● What is required: Your answer should be every line of the entries that has the string "ConstraintKey" in it.

***** Records for the task

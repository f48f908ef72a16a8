use crate::{ConstraintKey, Instance, Model, ModelError, ModelSink, Terms, model::accumulate};
use tracing::{Level, event};

/// Cap every fairness group of `instance` at its density cap.
///
/// For each group `g` this adds `Σ_{(b, r) ∈ g} sat(b, r) <= floor(T * fairness_const)`,
/// reusing the satisfaction variables recorded in `model`. Returns the number of
/// constraints added.
pub fn add_fairness_constraints(
    instance: &Instance,
    model: &Model,
    sink: &mut impl ModelSink,
) -> Result<usize, ModelError> {
    let cap = instance.cap() as f64;

    for (group_id, group) in instance.groups().iter().enumerate() {
        let mut terms = Terms::default();
        for &(bid, request) in group.pairs() {
            let sat = model
                .sat(bid, request)
                .ok_or(ModelError::UnknownPair { bid, request })?;
            accumulate(&mut terms, sat, 1.0);
        }
        sink.add_less_equal(ConstraintKey::Fairness(group_id), terms, cap)?;
    }

    event!(
        Level::DEBUG,
        groups = instance.groups().len(),
        cap = instance.cap(),
        horizon = instance.horizon(),
        "added fairness constraints"
    );

    Ok(instance.groups().len())
}
use clap::ValueEnum;
use wdp_solver::{
    Instance, ModelError, Report, SolveSettings, brute_force::BruteForceBackend,
    microlp::MicrolpBackend,
};

// This explicitly articulates the available backends for the `solve` subcommand
#[derive(Clone, Copy, Debug, ValueEnum)]
pub enum BackendLib {
    Microlp,
    BruteForce,
}

// Conveniently, we can use the same enum to handle the particulars of calling into
// the various backend implementations
impl BackendLib {
    pub async fn solve(
        &self,
        instance: &Instance,
        settings: SolveSettings,
    ) -> Result<Report, ModelError> {
        match self {
            BackendLib::Microlp => instance.solve(MicrolpBackend::default(), settings).await,
            BackendLib::BruteForce => {
                instance
                    .solve(BruteForceBackend::default(), settings)
                    .await
            }
        }
    }
}
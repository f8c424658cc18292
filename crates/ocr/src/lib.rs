//! Text extraction from images.
//!
//! [`TextExtractor`] is the uniform async seam consumed by the message
//! pipeline; [`TesseractExtractor`] drives the system tesseract binary, and
//! [`MockExtractor`] returns canned results for tests.

pub mod error;
pub mod tesseract;

pub use {
    error::{Error, Result},
    tesseract::TesseractExtractor,
};

use std::sync::atomic::{AtomicUsize, Ordering};

use async_trait::async_trait;

/// Extracts text from raw image bytes.
#[async_trait]
pub trait TextExtractor: Send + Sync {
    /// Recognize text in `image`. The extracted text may be empty when the
    /// image contains none.
    async fn recognize(&self, image: &[u8]) -> Result<String>;
}

/// Deterministic extractor for tests: returns canned text (or a canned
/// failure) and counts invocations.
#[derive(Debug)]
pub struct MockExtractor {
    response: Option<String>,
    calls: AtomicUsize,
}

impl MockExtractor {
    pub fn with_text(text: &str) -> Self {
        Self {
            response: Some(text.to_string()),
            calls: AtomicUsize::new(0),
        }
    }

    /// Simulates an image with no recognizable text.
    pub fn empty() -> Self {
        Self::with_text("")
    }

    /// Simulates an extractor whose initialization never completed.
    pub fn failing() -> Self {
        Self {
            response: None,
            calls: AtomicUsize::new(0),
        }
    }

    #[must_use]
    pub fn calls(&self) -> usize {
        self.calls.load(Ordering::SeqCst)
    }
}

#[async_trait]
impl TextExtractor for MockExtractor {
    async fn recognize(&self, _image: &[u8]) -> Result<String> {
        self.calls.fetch_add(1, Ordering::SeqCst);
        match &self.response {
            Some(text) => Ok(text.clone()),
            None => Err(Error::NotReady),
        }
    }
}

**********

● Your solution:
use crate::{ConstraintKey, Instance, Model, ModelError, ModelSink, Terms, model::accumulate};
        sink.add_less_equal(ConstraintKey::Fairness(group_id), terms, cap)?;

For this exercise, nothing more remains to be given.